At Reed she flouted convention and lived with three male students in a beatnik group house on Southeast Long Street. It was a primitive domicile, without heat.

“We’d sleep in the attic on sleeping bags, wore Levi’s and cowboy hats, Navy watch-caps and black turtlenecks,” she remembered. Because it was unusual in those days for a single woman to live with men, she gained something of a wild reputation. At the end of her sophomore year Kathleen married Richard Morgan ’60 on campus. They were given the Doyle Owl as a wedding present and had to hide it. Kathleen left school and followed her husband to his sociology graduate program at the UC Berkeley. Within four years they had two sons. Within five, she was in crisis. Marriage and motherhood had bestowed upon her a conventional social status and the approval of her parents. But she felt deprived of the opportunity to establish an authentic and fulfilling life. In the milieu of Berkeley in the ’60s, she yearned to explore the world as a free spirit.

Instead, she turned to alcohol and powerful prescription drugs, and became depressed, suicidal, and out of control. In 1971, Richard divorced her and assumed custody of their sons. Left to a renewed dependence on her parents, by the mid-’70s she was found, nearly lifeless, on a California beach at dawn.

But by the ’80s, she was back in Berkeley and beginning to thrive. In 1981, she returned to school at the California College of the Arts and for the next quarter of a century embraced life as a person and as an artist.

Living with a disability was part of what brought Kathleen’s art to life. She was a studio artist at the National Institute of Art and Disabilities in Richmond, California, and later founded the Artists with Disabilities Empowerment Project (ADEPT), opening a gallery space for artists with disabilities in Berkeley. She became knowledgeable in laws and policies affecting the disabled and served an advisor to various groups and organizations with respect to the rights and experiences of the disabled.

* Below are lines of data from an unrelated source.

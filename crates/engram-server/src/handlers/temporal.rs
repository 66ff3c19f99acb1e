//! `/temporal_consolidate`, `/spatial_query`, `/temporal_snapshot`

use axum::body::Bytes;
use axum::extract::{Query, State};
use axum::http::HeaderMap;
use axum::response::Json;
use engram_core::{BoundingBox, GeoPoint, TemporalFactDraft, TimeWindow};
use serde::Deserialize;
use serde_json::{json, Value};

use super::{body_value, from_value, provenance_from};
use crate::auth::{authorize, Access};
use crate::error::ApiResult;
use crate::state::AppState;

#[derive(Debug, Deserialize)]
#[serde(deny_unknown_fields)]
struct TemporalConsolidateRequest {
    subject: String,
    predicate: String,
    object: String,
    #[serde(default)]
    value: Option<String>,
    #[serde(default)]
    location: Option<GeoPoint>,
    valid_from: f64,
    #[serde(default)]
    valid_to: Option<f64>,
    #[serde(default)]
    source: Option<String>,
    #[serde(default)]
    parent_ids: Option<Vec<String>>,
}

/// POST /temporal_consolidate — append one bitemporal fact version
pub async fn post_temporal_consolidate(
    State(state): State<AppState>,
    headers: HeaderMap,
    body: Bytes,
) -> ApiResult<Json<Value>> {
    authorize(&headers, "/temporal_consolidate", Access::Edit)?;
    let body = body_value(&body)?;
    let request: TemporalConsolidateRequest = from_value(body, "request")?;
    let provenance = provenance_from(request.source, request.parent_ids);

    let draft = TemporalFactDraft {
        subject: request.subject,
        predicate: request.predicate,
        object: request.object,
        value: request.value,
        location: request.location,
        valid_from: request.valid_from,
        valid_to: request.valid_to,
    };
    let id = state.ltm.temporal.consolidate(draft, provenance).await?;
    Ok(Json(json!({ "id": id })))
}

#[derive(Debug, Deserialize)]
pub struct SpatialParams {
    bbox: String,
    valid_from: f64,
    #[serde(default)]
    valid_to: Option<f64>,
}

/// GET /spatial_query — facts inside a closed bbox whose validity intersects
/// the window
pub async fn get_spatial_query(
    State(state): State<AppState>,
    headers: HeaderMap,
    Query(params): Query<SpatialParams>,
) -> ApiResult<Json<Value>> {
    authorize(&headers, "/spatial_query", Access::View)?;

    let bbox = BoundingBox::parse_csv(&params.bbox)?;
    let window = TimeWindow {
        valid_from: params.valid_from,
        valid_to: params.valid_to,
    };
    let results = state.ltm.temporal.spatial_query(&bbox, &window).await?;
    Ok(Json(json!({ "results": results })))
}

#[derive(Debug, Deserialize)]
pub struct SnapshotParams {
    valid_at: f64,
    tx_at: f64,
}

#[derive(Debug, Deserialize)]
#[serde(deny_unknown_fields)]
struct PairSpec {
    subject: String,
    predicate: String,
}

#[derive(Debug, Deserialize)]
#[serde(deny_unknown_fields)]
struct SnapshotBody {
    pairs: Vec<PairSpec>,
}

/// GET /temporal_snapshot — per pair, the version in force at `valid_at` as
/// the store knew it at `tx_at`
pub async fn get_temporal_snapshot(
    State(state): State<AppState>,
    headers: HeaderMap,
    Query(params): Query<SnapshotParams>,
    body: Bytes,
) -> ApiResult<Json<Value>> {
    authorize(&headers, "/temporal_snapshot", Access::View)?;

    let parsed: SnapshotBody = from_value(body_value(&body)?, "pairs")?;
    let pairs: Vec<(String, String)> = parsed
        .pairs
        .into_iter()
        .map(|p| (p.subject, p.predicate))
        .collect();
    let results = state
        .ltm
        .temporal
        .snapshot(params.valid_at, params.tx_at, &pairs)
        .await?;
    Ok(Json(json!({ "results": results })))
}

Richard, her former husband, noted that Kathy was uninhibited, could be unpredictable, and was apt to ignore personal boundaries. She tapped a stream of energy that allowed her to recklessly focus on any encounter, project, or artistic endeavor.

“In her presence there was a palpable sense of exposure to an occult power, of being engaged with someone who was living partly in another world,” Richard said. “One could not help but wonder what she felt and what she saw, and her art only reinforced that wonder.”

The last decade of her life was again filled with hardship. She underwent major surgery for cancer and made do on Social Security benefits in subsidized housing, dependent on her caregiver for daily assistance and an electric wheelchair for mobility. Her care manager declared that she was the most medically challenged person on his caseload, and also the bravest. Nothing daunted her. She lived in a studio apartment that also functioned as her artist’s workshop.

In the last six months of her life she was afflicted by chronic coughing and was repeatedly hospitalized for pneumonia, aggravated by a congenital disorder that prevented her from adequately clearing her lungs. On her final day she declined medial interventions and gathered around her some of her closest friends, her sons, and her former husband. When a priest performed final rites, she was visibly comforted, and passed away serenely that evening.

Kathleen will be remembered as a person who exerted a powerful influence on everyone who was close to her, and as an extraordinary artist, producing thousands of exquisite artworks.